Segment Open

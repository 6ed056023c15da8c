//! # Command-Line Interface Module
//!
//! Defines the `speler` command line using Clap derive macros.
//!
//! ## Commands
//!
//! - `init-db`: Create the catalog database
//! - `import`: Add songs from a JSON file of tag records
//! - `list`: Display all cataloged songs with statistics
//! - `next`: Pick the next song to play, optionally recording the play
//! - `play`: Record a play of a song
//! - `match`: Propose three songs to compare
//! - `judge`: Record the outcome of a comparison
//! - `rank` / `top`: Ranking queries
//! - `genre`: Assign a genre to an artist, album or song
//! - `validate`: Find songs whose audio file is gone
//!
//! ## Examples
//!
//! ```bash
//! speler import library.json
//! speler next --genre metal --play
//! speler match 42
//! speler judge 42 17 23
//! ```

use clap::{Args as ClapArgs, Parser, Subcommand, ValueEnum};
use crate::models::{EntityKind, EntityRef};
use std::path::PathBuf;

/// Shell types supported for completion generation
#[derive(Copy, Clone, PartialEq, Eq, PartialOrd, Ord, ValueEnum, Debug)]
#[allow(clippy::enum_variant_names)]
pub enum Shell {
    /// Bash shell
    Bash,
    /// Zsh shell
    Zsh,
    /// Fish shell
    Fish,
    /// PowerShell
    PowerShell,
    /// Elvish shell
    Elvish,
}

/// Entity kinds as accepted on the command line.
#[derive(Copy, Clone, PartialEq, Eq, ValueEnum, Debug)]
pub enum Kind {
    Artist,
    Album,
    Song,
}

impl From<Kind> for EntityKind {
    fn from(kind: Kind) -> Self {
        match kind {
            Kind::Artist => Self::Artist,
            Kind::Album => Self::Album,
            Kind::Song => Self::Song,
        }
    }
}

/// Main application arguments structure.
#[derive(Parser)]
#[command(name = "speler")]
#[command(about = "Speler: picks what plays next and learns what you like")]
#[command(version)]
pub struct Args {
    /// Database file (defaults to the platform data directory)
    #[arg(long, global = true, env = "SPELER_DB")]
    pub db: Option<PathBuf>,

    /// Config file (defaults to config.json in the data directory)
    #[arg(long, global = true, env = "SPELER_CONFIG")]
    pub config: Option<PathBuf>,

    /// The subcommand to execute
    #[command(subcommand)]
    pub command: Command,
}

/// Restriction of `next` to one artist, album or song.
#[derive(ClapArgs, Debug, Default)]
#[group(multiple = false)]
pub struct Facet {
    /// Only songs by this artist id
    #[arg(long)]
    pub artist: Option<i64>,
    /// Only songs on this album id
    #[arg(long)]
    pub album: Option<i64>,
    /// Only this song id
    #[arg(long)]
    pub song: Option<i64>,
}

impl Facet {
    #[must_use]
    pub fn entity(&self) -> Option<EntityRef> {
        self.artist
            .map(EntityRef::artist)
            .or_else(|| self.album.map(EntityRef::album))
            .or_else(|| self.song.map(EntityRef::song))
    }
}

/// Enumeration of all available subcommands.
#[derive(Subcommand)]
pub enum Command {
    /// Create the catalog database
    ///
    /// Creates the tables if they do not exist yet. Existing data is kept
    /// unless `--force` is given.
    InitDb {
        /// Delete and recreate the database
        #[arg(long)]
        force: bool,
    },

    /// Add songs from a JSON file
    ///
    /// The file holds an array of records with `artist`, `album`, `name`,
    /// `rel_path` and optionally `year`, `disc_number`, `total_discs`,
    /// `track_number`, `total_tracks` and `track_length` (seconds).
    /// Songs whose path is already cataloged are skipped.
    Import {
        /// Path to the JSON file
        #[arg(value_hint = clap::ValueHint::FilePath)]
        file: PathBuf,
    },

    /// List all songs in the catalog
    ///
    /// Shows play count, comparison count and rating for every song,
    /// ordered by artist, album, disc and track.
    List,

    /// Pick the next song to play
    ///
    /// Unplayed songs come first, in random order. After that the song with
    /// the highest priority wins, skipping artists heard within the
    /// anti-repeat window.
    Next {
        #[command(flatten)]
        facet: Facet,

        /// Only songs of this genre (repeatable)
        #[arg(long = "genre", value_name = "GENRE")]
        genres: Vec<String>,

        /// Record the selected song as played
        #[arg(long)]
        play: bool,
    },

    /// Record a play of a song
    Play {
        /// Song id
        id: i64,
    },

    /// Propose three songs to compare
    ///
    /// Pairs the given song with two songs played recently, none of which
    /// have been compared with each other yet.
    Match {
        /// Id of the song currently playing
        id: i64,
    },

    /// Record the outcome of a comparison
    ///
    /// The winner is recorded as beating each of the losers.
    Judge {
        /// Winning song id
        winner: i64,
        /// Losing song ids
        #[arg(required = true)]
        losers: Vec<i64>,
    },

    /// Find artists, albums and songs by name
    Search {
        /// Text to look for, case-insensitive
        query: String,
        /// Only search this kind
        #[arg(long, value_enum)]
        kind: Option<Kind>,
    },

    /// Show the rank of an artist, album or song by rating
    Rank {
        kind: Kind,
        id: i64,
    },

    /// Show an artist's best songs
    Top {
        /// Artist id
        artist: i64,
        /// Quantile cut-off, 0 (best) to 1 (worst)
        #[arg(long, default_value_t = 0.5)]
        percentile: f64,
    },

    /// Assign a genre to an artist, album or song and everything below it
    Genre {
        kind: Kind,
        id: i64,
        genre: String,
    },

    /// Find songs whose audio file is missing
    Validate {
        /// Music directory (defaults to `music_dir` from the config file)
        #[arg(value_hint = clap::ValueHint::DirPath)]
        music_dir: Option<PathBuf>,
        /// Remove missing songs, and albums and artists left empty
        #[arg(long)]
        delete: bool,
    },

    /// Show when a song was played, newest first
    History {
        /// Song id
        id: i64,
    },

    /// Recompute every play and rating aggregate from history
    Recompute,

    /// Generate shell completions
    ///
    /// Usage: speler completion bash > ~/.local/share/bash-completion/completions/speler
    Completion {
        /// Shell to generate completions for
        shell: Shell,
    },

    /// List song ids and names for completion (hidden command)
    #[command(hide = true)]
    CompleteSongs,
}

#[cfg(test)]
mod tests {
    use super::*;
    use clap::CommandFactory;

    #[test]
    fn test_cli_definition_is_valid() {
        Args::command().debug_assert();
    }

    #[test]
    fn test_next_flags() {
        let args = Args::try_parse_from(["speler", "next", "--album", "3", "--genre", "metal", "--genre", "christian", "--play"])
            .unwrap();
        match args.command {
            Command::Next { facet, genres, play } => {
                assert_eq!(facet.entity(), Some(EntityRef::album(3)));
                assert_eq!(genres, vec!["metal", "christian"]);
                assert!(play);
            }
            _ => panic!("expected next"),
        }
    }

    #[test]
    fn test_facets_are_exclusive() {
        assert!(Args::try_parse_from(["speler", "next", "--artist", "1", "--song", "2"]).is_err());
    }

    #[test]
    fn test_judge_requires_a_loser() {
        assert!(Args::try_parse_from(["speler", "judge", "1"]).is_err());
        assert!(Args::try_parse_from(["speler", "judge", "1", "2", "3"]).is_ok());
    }

    #[test]
    fn test_search_kind() {
        let args = Args::try_parse_from(["speler", "search", "blue", "--kind", "album"]).unwrap();
        match args.command {
            Command::Search { query, kind } => {
                assert_eq!(query, "blue");
                assert_eq!(kind, Some(Kind::Album));
            }
            _ => panic!("expected search"),
        }
        assert!(Args::try_parse_from(["speler", "search", "blue", "--kind", "genre"]).is_err());
    }
}
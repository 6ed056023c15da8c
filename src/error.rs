//! Error taxonomy for the selection and rating engine.
//!
//! Library functions return [`Result<T>`](Result) with a [`CoreError`]; the
//! binary wraps these in `anyhow` with extra context.

use crate::models::EntityKind;

/// Result alias used by every core operation.
pub type Result<T, E = CoreError> = std::result::Result<T, E>;

/// Errors surfaced by the core.
#[derive(Debug, thiserror::Error)]
pub enum CoreError {
    /// Point lookup by id failed.
    #[error("{kind} with id {id} not found")]
    NotFound { kind: EntityKind, id: i64 },

    /// Selection found nothing matching the filter (or the catalog is empty).
    #[error("no song matches the current selection")]
    NoCandidate,

    /// Unknown genre, facet or out-of-range argument, rejected before querying.
    #[error("invalid filter: {0}")]
    InvalidFilter(String),

    /// The song's audio file is gone. Revalidate the catalog, then select again.
    #[error("song {song_id} has no audio file at {path}")]
    Inconsistent { song_id: i64, path: String },

    #[error("storage error: {0}")]
    Storage(#[from] rusqlite::Error),

    #[error("cache value could not be (de)serialized: {0}")]
    Serialization(#[from] serde_json::Error),
}

impl CoreError {
    pub(crate) fn not_found(kind: EntityKind, id: i64) -> Self {
        Self::NotFound { kind, id }
    }
}
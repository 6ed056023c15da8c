//! Next-song selection and pairwise rating engine for a local music library.
//!
//! Core modules:
//! - [`selector`] - Priority-based choice of the next song
//! - [`matchmaker`] - Triples of songs to compare
//! - [`stats`] - Play and rating aggregates, propagated Song → Album → Artist
//! - [`ranking`] - Rank and top-percentile queries
//! - [`engine`] - Facade tying the above to one catalog and cache
//!
//! ### Supporting Modules
//!
//! - [`db`] - SQLite catalog store
//! - [`catalog`] - Ingestion, genres and file validation
//! - [`cache`] - TTL cache for memoized aggregates
//! - [`config`] - Data directory and tuning parameters
//! - [`cli`] - Command-line interface definitions with clap integration
//! - [`completion`] - Shell completion generation
//!
//! ## Quick Start Example
//!
//! ```no_run
//! use speler::catalog::{add_song, NewSong};
//! use speler::config::EngineConfig;
//! use speler::engine::Engine;
//! use speler::selector::SelectionFilter;
//!
//! let mut engine = Engine::in_memory(EngineConfig::default())?;
//! add_song(engine.connection_mut(), &NewSong::new("Artist", "Album", "Song"))?;
//!
//! let next = engine.next_song(&SelectionFilter::new())?;
//! engine.record_play(next.id)?;
//! # Ok::<(), speler::error::CoreError>(())
//! ```
//!
//! ## Selection
//!
//! Unplayed songs are exhausted first, in random order. After that every
//! song gets a priority
//!
//! ```text
//! rating - count_played / max_played + days_since_played / reference_spread
//! ```
//!
//! and the highest-priority song by an artist not heard within the
//! anti-repeat window (40 minutes by default) plays next.
//!
//! ## Rating
//!
//! Songs are rated by pairwise judgments. The matchmaker offers the current
//! song together with two recently played songs that have not been compared
//! with it or with each other; the user names a winner. A song's rating is
//! its share of comparisons won, an album's the mean over its songs, an
//! artist's the mean over its albums. Each song may take part in at most
//! five comparisons per play.
//!
//! ## Error Handling
//!
//! Library functions return [`error::Result`], carrying a [`error::CoreError`].
//! The binary wraps these with `anyhow` context.

pub mod cache;
pub mod catalog;
pub mod cli;
pub mod completion;
pub mod config;
pub mod db;
pub mod engine;
pub mod error;
pub mod matchmaker;
pub mod models;
pub mod ranking;
pub mod selector;
pub mod stats;

pub use engine::Engine;
pub use error::{CoreError, Result};
pub use models::{Album, Artist, EntityKind, EntityRef, History, Rating, Song};
pub use selector::SelectionFilter;
//! Token and source identifiers
//!
//! Both are opaque keys: a token id is usually the token's contract address
//! as configured, a source id is the operator-chosen name of a price API.

use serde::{Deserialize, Serialize};
use std::fmt;

/// Opaque token key used for configuration lookup and as the aggregation unit
#[derive(Debug, Clone, PartialEq, Eq, Hash, PartialOrd, Ord, Serialize, Deserialize)]
#[serde(transparent)]
pub struct TokenId(String);

impl TokenId {
    pub fn new(id: impl Into<String>) -> Self {
        Self(id.into())
    }

    pub fn as_str(&self) -> &str {
        &self.0
    }
}

impl fmt::Display for TokenId {
    fn fmt(&self, f: &mut fmt::Formatter<'_>) -> fmt::Result {
        f.write_str(&self.0)
    }
}

impl From<&str> for TokenId {
    fn from(s: &str) -> Self {
        Self::new(s)
    }
}

/// Name of an off-chain price provider
#[derive(Debug, Clone, PartialEq, Eq, Hash, PartialOrd, Ord, Serialize, Deserialize)]
#[serde(transparent)]
pub struct SourceId(String);

impl SourceId {
    pub fn new(id: impl Into<String>) -> Self {
        Self(id.into())
    }

    pub fn as_str(&self) -> &str {
        &self.0
    }
}

impl fmt::Display for SourceId {
    fn fmt(&self, f: &mut fmt::Formatter<'_>) -> fmt::Result {
        f.write_str(&self.0)
    }
}

impl From<&str> for SourceId {
    fn from(s: &str) -> Self {
        Self::new(s)
    }
}
//! Chain collaborator interface
//!
//! Signing, nonces and raw transaction construction live behind this trait;
//! the updater only hands over typed calls and waits for receipts.

use alloy_primitives::{Bytes, B256};
use std::time::Duration;

use oracle_core::ExecutionResult;

use crate::builder::ContractCall;

#[derive(Debug, Clone, Copy, PartialEq, Eq)]
pub enum ReceiptStatus {
    Success,
    Reverted,
}

/// Receipt for an included transaction
#[derive(Debug, Clone, PartialEq, Eq)]
pub struct Receipt {
    pub tx_hash: B256,
    pub status: ReceiptStatus,
    pub block_number: Option<u64>,
}

#[async_trait::async_trait]
pub trait ChainClient: Send + Sync {
    /// Submit a state-changing call, returning its transaction hash
    async fn submit(&self, call: &ContractCall) -> ExecutionResult<B256>;

    /// Wait for a receipt, failing with `ExecutionError::Timeout` once
    /// `timeout` elapses
    async fn await_receipt(&self, tx_hash: B256, timeout: Duration) -> ExecutionResult<Receipt>;

    /// Execute a read-only call against the latest block
    async fn call(&self, call: &ContractCall) -> ExecutionResult<Bytes>;
}
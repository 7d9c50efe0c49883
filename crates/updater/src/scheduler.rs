//! Per-token cycle scheduling
//!
//! One task per configured token runs cycles on a fixed interval. Reloaded
//! configuration starts tasks for new tokens; tasks for removed tokens exit
//! at their next cycle boundary.

use std::collections::HashMap;
use std::sync::atomic::{AtomicU64, Ordering};
use std::sync::Arc;
use std::time::Duration;
use tokio::sync::watch;
use tokio::task::JoinHandle;
use tokio::time::{interval_at, Instant, MissedTickBehavior};
use tracing::{info, warn};

use oracle_core::{OracleConfig, TokenId};

use crate::orchestrator::{shutdown_signalled, CycleOutcome, UpdateOrchestrator};

/// Outcome counters across all tokens
#[derive(Debug, Default)]
pub struct UpdaterStats {
    published: AtomicU64,
    skipped_no_change: AtomicU64,
    skipped_insufficient_data: AtomicU64,
    failed: AtomicU64,
    abandoned: AtomicU64,
}

impl UpdaterStats {
    pub fn record(&self, outcome: Option<&CycleOutcome>) {
        let counter = match outcome {
            Some(CycleOutcome::PublishedConfirmed { .. }) => &self.published,
            Some(CycleOutcome::SkippedNoChange) => &self.skipped_no_change,
            Some(CycleOutcome::SkippedInsufficientData { .. }) => &self.skipped_insufficient_data,
            Some(CycleOutcome::FailedAfterRetries { .. }) => &self.failed,
            None => &self.abandoned,
        };
        counter.fetch_add(1, Ordering::Relaxed);
    }

    pub fn snapshot(&self) -> UpdaterStatsSnapshot {
        UpdaterStatsSnapshot {
            published: self.published.load(Ordering::Relaxed),
            skipped_no_change: self.skipped_no_change.load(Ordering::Relaxed),
            skipped_insufficient_data: self.skipped_insufficient_data.load(Ordering::Relaxed),
            failed: self.failed.load(Ordering::Relaxed),
            abandoned: self.abandoned.load(Ordering::Relaxed),
        }
    }
}

#[derive(Debug, Clone, Copy, PartialEq, Eq)]
pub struct UpdaterStatsSnapshot {
    pub published: u64,
    pub skipped_no_change: u64,
    pub skipped_insufficient_data: u64,
    pub failed: u64,
    pub abandoned: u64,
}

impl UpdaterStatsSnapshot {
    pub fn cycles(&self) -> u64 {
        self.published
            + self.skipped_no_change
            + self.skipped_insufficient_data
            + self.failed
            + self.abandoned
    }
}

fn ticker(period: Duration) -> tokio::time::Interval {
    let mut ticker = interval_at(Instant::now(), period);
    ticker.set_missed_tick_behavior(MissedTickBehavior::Skip);
    ticker
}

/// Runs every token's pipeline until shutdown
pub struct Scheduler {
    orchestrator: Arc<UpdateOrchestrator>,
    stats: Arc<UpdaterStats>,
    config: watch::Receiver<Arc<OracleConfig>>,
    shutdown: watch::Receiver<bool>,
}

impl Scheduler {
    pub fn new(
        orchestrator: Arc<UpdateOrchestrator>,
        config: watch::Receiver<Arc<OracleConfig>>,
        shutdown: watch::Receiver<bool>,
    ) -> Self {
        Self {
            orchestrator,
            stats: Arc::new(UpdaterStats::default()),
            config,
            shutdown,
        }
    }

    pub fn stats(&self) -> Arc<UpdaterStats> {
        Arc::clone(&self.stats)
    }

    /// Run until shutdown is signalled, then wait for in-flight cycles
    pub async fn run(mut self) {
        let mut tasks: HashMap<TokenId, JoinHandle<()>> = HashMap::new();
        self.spawn_missing(&mut tasks);

        let stats_every = self.orchestrator.config().scheduler.stats_interval();
        let mut stats_ticker = interval_at(Instant::now() + stats_every, stats_every);
        stats_ticker.set_missed_tick_behavior(MissedTickBehavior::Skip);

        loop {
            tokio::select! {
                _ = shutdown_signalled(self.shutdown.clone()) => break,
                changed = self.config.changed() => {
                    if changed.is_err() {
                        break;
                    }
                    let tokens = self.config.borrow_and_update().token_ids();
                    info!(tokens = tokens.len(), "Configuration changed");
                    self.orchestrator.state().retain_tokens(&tokens);
                    tasks.retain(|_, handle| !handle.is_finished());
                    self.spawn_missing(&mut tasks);
                }
                _ = stats_ticker.tick() => self.log_stats(),
            }
        }

        info!(tasks = tasks.len(), "Waiting for running cycles");
        for (token, handle) in tasks {
            if let Err(e) = handle.await {
                warn!(token = %token, error = %e, "Token task ended abnormally");
            }
        }
        self.log_stats();
    }

    fn spawn_missing(&self, tasks: &mut HashMap<TokenId, JoinHandle<()>>) {
        for token in self.orchestrator.config().token_ids() {
            if tasks.contains_key(&token) {
                continue;
            }
            info!(token = %token, "Starting token pipeline");
            let handle = tokio::spawn(run_token(
                Arc::clone(&self.orchestrator),
                Arc::clone(&self.stats),
                token.clone(),
                self.shutdown.clone(),
            ));
            tasks.insert(token, handle);
        }
    }

    fn log_stats(&self) {
        let stats = self.stats.snapshot();
        let published = self.orchestrator.state().stats();
        info!(
            cycles = stats.cycles(),
            published = stats.published,
            skipped_no_change = stats.skipped_no_change,
            skipped_insufficient_data = stats.skipped_insufficient_data,
            failed = stats.failed,
            abandoned = stats.abandoned,
            tokens_published = published.token_count,
            last_update_secs = published.last_update_age.map(|age| age.as_secs()),
            "Updater stats"
        );
    }
}

async fn run_token(
    orchestrator: Arc<UpdateOrchestrator>,
    stats: Arc<UpdaterStats>,
    token: TokenId,
    shutdown: watch::Receiver<bool>,
) {
    let mut period = orchestrator.config().scheduler.update_interval();
    let mut interval = ticker(period);

    loop {
        tokio::select! {
            _ = interval.tick() => {}
            _ = shutdown_signalled(shutdown.clone()) => break,
        }

        if !orchestrator.is_configured(&token) {
            info!(token = %token, "Token removed from configuration, stopping pipeline");
            // A cycle that overlapped the reload may have written state back
            orchestrator.state().remove(&token);
            break;
        }

        let outcome = orchestrator.run_cycle(&token).await;
        stats.record(outcome.as_ref());

        let wanted = orchestrator.config().scheduler.update_interval();
        if wanted != period {
            period = wanted;
            interval = ticker(period);
            interval.reset();
        }
    }
}

#[cfg(test)]
mod tests {
    use super::*;
    use crate::testing::*;
    use oracle_core::{PartialPublicationPolicy, PublicationReason, SchedulerConfig};
    use rust_decimal::Decimal;

    fn fast_config() -> OracleConfig {
        let mut config = oracle_config(0, PartialPublicationPolicy::RequireBoth);
        config.scheduler = SchedulerConfig {
            update_interval_ms: 10,
            stats_interval_ms: 1_000,
        };
        config
    }

    #[test]
    fn test_stats_count_every_outcome() {
        let stats = UpdaterStats::default();
        stats.record(Some(&CycleOutcome::PublishedConfirmed {
            price: Decimal::ONE,
            reason: PublicationReason::FirstPublication,
            attempts: 1,
        }));
        stats.record(Some(&CycleOutcome::SkippedNoChange));
        stats.record(Some(&CycleOutcome::SkippedNoChange));
        stats.record(Some(&CycleOutcome::FailedAfterRetries {
            attempts: 4,
            error: "timeout".to_string(),
        }));
        stats.record(None);

        let snapshot = stats.snapshot();
        assert_eq!(snapshot.published, 1);
        assert_eq!(snapshot.skipped_no_change, 2);
        assert_eq!(snapshot.skipped_insufficient_data, 0);
        assert_eq!(snapshot.failed, 1);
        assert_eq!(snapshot.abandoned, 1);
        assert_eq!(snapshot.cycles(), 5);
    }

    #[tokio::test]
    async fn test_runs_cycles_until_shutdown() {
        let h = harness(fast_config(), healthy_sources(), ScriptedChain::default());
        let scheduler = Scheduler::new(
            Arc::clone(&h.orchestrator),
            h.config_rx.clone(),
            h.shutdown_rx.clone(),
        );
        let stats = scheduler.stats();
        let handle = tokio::spawn(scheduler.run());

        tokio::time::sleep(Duration::from_millis(200)).await;
        h.shutdown_tx.send_replace(true);
        handle.await.unwrap();

        let snapshot = stats.snapshot();
        assert_eq!(snapshot.published, 1);
        assert!(snapshot.skipped_no_change >= 1);
        assert_eq!(snapshot.failed, 0);

        // Nothing runs after shutdown
        let cycles = stats.snapshot().cycles();
        tokio::time::sleep(Duration::from_millis(50)).await;
        assert_eq!(stats.snapshot().cycles(), cycles);
    }

    #[tokio::test]
    async fn test_removed_token_is_dropped_on_reload() {
        let h = harness(fast_config(), healthy_sources(), ScriptedChain::default());
        let scheduler = Scheduler::new(
            Arc::clone(&h.orchestrator),
            h.config_rx.clone(),
            h.shutdown_rx.clone(),
        );
        let handle = tokio::spawn(scheduler.run());

        tokio::time::sleep(Duration::from_millis(100)).await;
        assert!(h.orchestrator.state().get(&weth()).is_some());

        let mut reloaded = fast_config();
        reloaded.tokens.clear();
        h.config_tx.send_replace(Arc::new(reloaded));
        tokio::time::sleep(Duration::from_millis(100)).await;

        assert!(h.orchestrator.state().get(&weth()).is_none());
        let submitted = h.chain.submitted.lock().len();
        tokio::time::sleep(Duration::from_millis(50)).await;
        assert_eq!(h.chain.submitted.lock().len(), submitted);

        h.shutdown_tx.send_replace(true);
        handle.await.unwrap();
    }
}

Segment Closed

Directions for this task → Copy every line where the word "other" is present in the entries above.

Completed task →
    /// have been compared with each other yet.
//! with it or with each other; the user names a winner. A song's rating is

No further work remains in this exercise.